The District of Columbia Healthcare Breach Notification Law sets concrete expectations for how you detect, assess, and report an Unauthorized Disclosure of Personal Health Information. Because most providers and their vendors are also subject to HIPAA, you must coordinate D.C. requirements with federal rules to avoid missed deadlines and incomplete notices.

This guide explains applicability, the definition of a breach in D.C., notification timelines, D.C. Attorney General Reporting, what to include in notices, Business Associate requirements, and the key Exceptions and Safe Harbor Provisions—plus clear, practical takeaways you can use in your response plan.

Applicability of Healthcare Breach Notification Law

Who is covered

The law applies to any person or entity that maintains or processes data about D.C. residents, including hospitals, physician groups, clinics, health plans, pharmacies, telehealth providers, and health technology firms that handle medical or payment data. Out‑of‑district organizations must comply when the incident involves D.C. residents.

HIPAA-covered entities and business associates

Healthcare providers, health plans, and clearinghouses are HIPAA covered entities. Vendors and subcontractors that create, receive, maintain, or transmit PHI are business associates and must meet both HIPAA and D.C. obligations. Your Business Associate Agreements should specify escalation paths, notice content, and timeframes.

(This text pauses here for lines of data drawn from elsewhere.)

//! Session configuration.

use serde::{Deserialize, Serialize};

/// How the refresh credential travels, decided once at startup.
///
/// Some deployments keep the refresh credential in an httpOnly cookie the
/// transport sends automatically; others return it in the token response
/// body and the client holds it in persisted storage. Configuring the
/// variant here avoids branching on response-field presence at call sites.
#[derive(Debug, Clone, Copy, PartialEq, Eq, Serialize, Deserialize, Default)]
#[serde(rename_all = "snake_case")]
pub enum RefreshFlow {
    /// Refresh credential is an httpOnly cookie; opaque to the client.
    #[default]
    Cookie,
    /// Refresh credential is a token string held in persisted storage.
    StoredToken,
}

/// Static configuration for a Gatekey session.
#[derive(Debug, Clone, PartialEq, Eq, Serialize, Deserialize)]
pub struct SessionConfig {
    /// Base URL of the backend, e.g. `http://localhost:8000`.
    pub base_url: String,
    /// Redirect URI registered with the authorization server. Must match
    /// the one used during authorization or the code exchange is rejected.
    pub redirect_uri: String,
    /// Route to land on after a successful code exchange.
    #[serde(default = "default_post_login_route")]
    pub post_login_route: String,
    /// Route to fall back to when the callback carries no parameters.
    #[serde(default = "default_home_route")]
    pub home_route: String,
    /// How the refresh credential travels.
    #[serde(default)]
    pub refresh_flow: RefreshFlow,
}

fn default_post_login_route() -> String {
    "/".to_string()
}

fn default_home_route() -> String {
    "/".to_string()
}

impl SessionConfig {
    /// Creates a configuration with default routes and cookie refresh flow.
    #[must_use]
    pub fn new(base_url: impl Into<String>, redirect_uri: impl Into<String>) -> Self {
        Self {
            base_url: base_url.into(),
            redirect_uri: redirect_uri.into(),
            post_login_route: default_post_login_route(),
            home_route: default_home_route(),
            refresh_flow: RefreshFlow::default(),
        }
    }

    /// Sets the post-login destination route.
    #[must_use]
    pub fn with_post_login_route(mut self, route: impl Into<String>) -> Self {
        self.post_login_route = route.into();
        self
    }

    /// Sets the refresh flow variant.
    #[must_use]
    pub const fn with_refresh_flow(mut self, flow: RefreshFlow) -> Self {
        self.refresh_flow = flow;
        self
    }
}

#[cfg(test)]
mod tests {
    use pretty_assertions::assert_eq;

    use super::*;

    #[test]
    fn test_defaults() {
        let config = SessionConfig::new("http://localhost:8000", "http://localhost:8000/auth");
        assert_eq!(config.post_login_route, "/");
        assert_eq!(config.home_route, "/");
        assert_eq!(config.refresh_flow, RefreshFlow::Cookie);
    }

    #[test]
    fn test_deserialize_with_defaults() {
        let config: SessionConfig = serde_json::from_str(
            r#"{
                "base_url": "http://localhost:8000",
                "redirect_uri": "http://localhost:8000/auth",
                "refresh_flow": "stored_token"
            }"#,
        )
        .expect("valid config");
        assert_eq!(config.refresh_flow, RefreshFlow::StoredToken);
        assert_eq!(config.home_route, "/");
    }
}
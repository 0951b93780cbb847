//! Auth transport port.

use async_trait::async_trait;
use gatekey_domain::{
    AccessCredential, AuthResult, ExchangeGrant, ResourceRequest, ResourceResponse, TokenGrant,
};

/// Port for the backend auth and resource endpoints.
///
/// This trait abstracts the HTTP layer so the session logic can be driven
/// by scripted fakes in tests. Implementations own the cookie jar: when the
/// refresh credential travels as an httpOnly cookie, it is carried by the
/// transport automatically and never passes through this interface.
#[async_trait]
pub trait AuthTransport: Send + Sync {
    /// Exchanges username and password for a token grant.
    ///
    /// # Errors
    ///
    /// Returns `InvalidCredentials` when the server rejects the login, or a
    /// transport error on network failure.
    async fn login(&self, username: &str, password: &str) -> AuthResult<TokenGrant>;

    /// Registers a new account.
    ///
    /// # Errors
    ///
    /// Returns `InvalidCredentials` when the server rejects the signup.
    async fn register(&self, username: &str, password: &str) -> AuthResult<()>;

    /// Redeems the refresh credential for a new token grant.
    ///
    /// `refresh_token` is `Some` for stored-token flows and `None` for
    /// cookie flows, where the transport's cookie jar presents the
    /// credential.
    ///
    /// # Errors
    ///
    /// Returns `RefreshFailed` on any non-success status; the caller treats
    /// that as a terminated session.
    async fn refresh(&self, refresh_token: Option<&str>) -> AuthResult<TokenGrant>;

    /// Exchanges a single-use authorization code for tokens.
    ///
    /// # Errors
    ///
    /// Returns `ExchangeFailed` when the server rejects the code. Callers
    /// must not retry: the code is consumed by the first attempt.
    async fn exchange_code(&self, code: &str, redirect_uri: &str) -> AuthResult<ExchangeGrant>;

    /// Terminates the server-side session.
    ///
    /// # Errors
    ///
    /// Returns a transport error on failure; callers treat logout as
    /// best-effort and clear local state regardless.
    async fn logout(&self) -> AuthResult<()>;

    /// Executes a resource request, attaching the credential as a bearer
    /// header when present.
    ///
    /// Authorization rejections are returned as ordinary responses (401 or
    /// 403 status), not as errors; the retry decision belongs to the caller.
    ///
    /// # Errors
    ///
    /// Returns a transport error on network failure.
    async fn execute(
        &self,
        request: &ResourceRequest,
        credential: Option<&AccessCredential>,
    ) -> AuthResult<ResourceResponse>;
}
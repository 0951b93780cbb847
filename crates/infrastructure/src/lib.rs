//! Gatekey Infrastructure - Transport and storage adapters
//!
//! Implements the application ports against real backends: a reqwest-based
//! auth transport with a cookie jar for cookie-carried refresh credentials,
//! and a file-backed session storage.

pub mod storage;
pub mod transport;

pub use storage::FileSessionStorage;
pub use transport::HttpAuthTransport;
//! Port traits for external dependencies.

mod storage;
mod transport;

pub use storage::{SessionStorage, keys};
pub use transport::AuthTransport;
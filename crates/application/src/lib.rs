//! Gatekey Application - Session management
//!
//! This crate holds the stateful core of the session manager:
//! - The single-slot access credential store
//! - The session manager (login, refresh, logout, authenticated requests)
//! - The one-shot authorization-code callback exchange
//! - Port traits for the auth transport and persisted session storage

pub mod callback;
pub mod ports;
pub mod session;
pub mod token_store;

pub use callback::{CallbackExchange, CallbackOutcome, CallbackState};
pub use ports::{AuthTransport, SessionStorage, keys};
pub use session::{SessionManager, SessionQuery, SessionSnapshot};
pub use token_store::TokenStore;
//! Storage adapters.

mod file;

pub use file::FileSessionStorage;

How federal and D.C. rules interact

When HIPAA and D.C. law both apply, follow the stricter rule for timing and content. In practice, that means meeting the shortest notification deadline and including all required elements from both frameworks in a single, consistent communication set.

Definition of Breach in D.C.

HIPAA breach (unsecured PHI)

Under HIPAA, a breach is the acquisition, access, use, or disclosure of unsecured PHI in a manner not permitted by the Privacy Rule. You must perform a Risk of Harm Assessment (the “low probability of compromise” analysis) considering the data’s sensitivity, who received it, whether it was actually viewed or acquired, and the effectiveness of any mitigation.

D.C. breach of security (personal information)

D.C. law focuses on a “breach of security” involving personal information—including medical information and health insurance information—when an unauthorized person acquires or is reasonably believed to have acquired data that compromises its security, confidentiality, or integrity. Paper and electronic incidents are in scope.

Personal Health Information vs. personal information

Personal Health Information in plain language corresponds to “protected health information” (PHI) under HIPAA. D.C. “personal information” is broader and may reach beyond clinical records to include identifiers coupled with health or insurance data. Map both definitions during triage to avoid under-scoping an incident.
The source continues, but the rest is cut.